Aim of the task: Lines in the material below that include "WHERE" need to be tallied; give the total alone.

____ The input

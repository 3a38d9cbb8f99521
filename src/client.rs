//! ClickHouse HTTP client: raw SQL text in, tab-separated rows out.

use crate::error::ChartError;
use crate::record::{self, MarketRecord};
use std::time::Duration;

const COLUMNS: &str =
    "symbol, time, price, vol, open_interest, diff_vol, diff_oi, bid_1, bid_volumn_1, ask_1, ask_volumn_1, datetime";

/// Allow-list check for table and symbol names that end up inside SQL
/// text. Anything beyond `[A-Za-z0-9_]` is rejected before a query is
/// built from it.
pub fn validate_identifier(name: &str) -> Result<&str, ChartError> {
    if !name.is_empty() && name.chars().all(|c| c.is_ascii_alphanumeric() || c == '_') {
        Ok(name)
    } else {
        Err(ChartError::InvalidIdentifier(name.to_string()))
    }
}

pub struct ClickHouseClient {
    http: reqwest::Client,
    base_url: String,
    database: String,
}

impl ClickHouseClient {
    pub fn new(base_url: &str, database: &str) -> Result<Self, ChartError> {
        let http = reqwest::Client::builder()
            .timeout(Duration::from_secs(30))
            .build()?;
        Ok(Self {
            http,
            base_url: base_url.trim_end_matches('/').to_string(),
            database: database.to_string(),
        })
    }

    pub fn database(&self) -> &str {
        &self.database
    }

    /// Execute raw SQL and return the response body. Non-200 responses are
    /// a hard failure carrying the upstream error text.
    pub async fn execute(&self, query: &str) -> Result<String, ChartError> {
        let resp = self
            .http
            .get(format!("{}/", self.base_url))
            .query(&[("database", self.database.as_str()), ("query", query)])
            .send()
            .await?;

        let status = resp.status();
        let body = resp.text().await?;
        if !status.is_success() {
            return Err(ChartError::Upstream { status, body });
        }
        Ok(body)
    }

    /// Connectivity probe, run at startup before any real query.
    pub async fn ping(&self) -> Result<(), ChartError> {
        self.execute("SELECT 1").await.map(|_| ())
    }

    /// Fetch the full series for one symbol, ordered by time ascending.
    /// An empty result set is an error; the caller keeps whatever series
    /// it already holds.
    pub async fn fetch_series(
        &self,
        table: &str,
        symbol: &str,
    ) -> Result<Vec<MarketRecord>, ChartError> {
        let table = validate_identifier(table)?;
        let symbol = validate_identifier(symbol)?;

        let query = format!(
            "SELECT {COLUMNS} FROM {}.{table} WHERE symbol = '{symbol}' ORDER BY time ASC FORMAT TabSeparated",
            self.database
        );

        let body = self.execute(&query).await?;
        let records = record::decode_tsv(&body);
        if records.is_empty() {
            return Err(ChartError::NoData);
        }
        log::info!("Fetched {} records for {symbol} from {table}", records.len());
        Ok(records)
    }

    /// Fetch the newest `limit` records, returned in ascending time order.
    pub async fn fetch_latest(
        &self,
        table: &str,
        symbol: &str,
        limit: usize,
    ) -> Result<Vec<MarketRecord>, ChartError> {
        let table = validate_identifier(table)?;
        let symbol = validate_identifier(symbol)?;

        let query = format!(
            "SELECT {COLUMNS} FROM {}.{table} WHERE symbol = '{symbol}' ORDER BY time DESC LIMIT {limit} FORMAT TabSeparated",
            self.database
        );

        let body = self.execute(&query).await?;
        let mut records = record::decode_tsv(&body);
        if records.is_empty() {
            return Err(ChartError::NoData);
        }
        records.reverse();
        Ok(records)
    }

    /// List the tables in the configured database.
    pub async fn list_tables(&self) -> Result<Vec<String>, ChartError> {
        let body = self.execute("SHOW TABLES").await?;
        Ok(non_empty_lines(&body))
    }

    /// List the distinct symbols present in a table.
    pub async fn list_symbols(&self, table: &str) -> Result<Vec<String>, ChartError> {
        let table = validate_identifier(table)?;
        let query = format!(
            "SELECT DISTINCT symbol FROM {}.{table} ORDER BY symbol",
            self.database
        );
        let body = self.execute(&query).await?;
        Ok(non_empty_lines(&body))
    }
}

fn non_empty_lines(body: &str) -> Vec<String> {
    body.lines()
        .map(str::trim)
        .filter(|l| !l.is_empty())
        .map(str::to_string)
        .collect()
}

#[cfg(test)]
mod tests {
    use super::*;

    #[test]
    fn test_validate_identifier_accepts_plain_names() {
        assert!(validate_identifier("jm").is_ok());
        assert!(validate_identifier("jm2509").is_ok());
        assert!(validate_identifier("open_interest_5m").is_ok());
    }

    #[test]
    fn test_validate_identifier_rejects_injection() {
        assert!(validate_identifier("").is_err());
        assert!(validate_identifier("jm; DROP TABLE jm").is_err());
        assert!(validate_identifier("jm'--").is_err());
        assert!(validate_identifier("feature.jm").is_err());
        assert!(validate_identifier("jm 2509").is_err());
    }

    #[test]
    fn test_non_empty_lines() {
        assert_eq!(
            non_empty_lines("jm\n\n  SA \nrb\n"),
            vec!["jm".to_string(), "SA".to_string(), "rb".to_string()]
        );
    }
}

________

Expected output: 2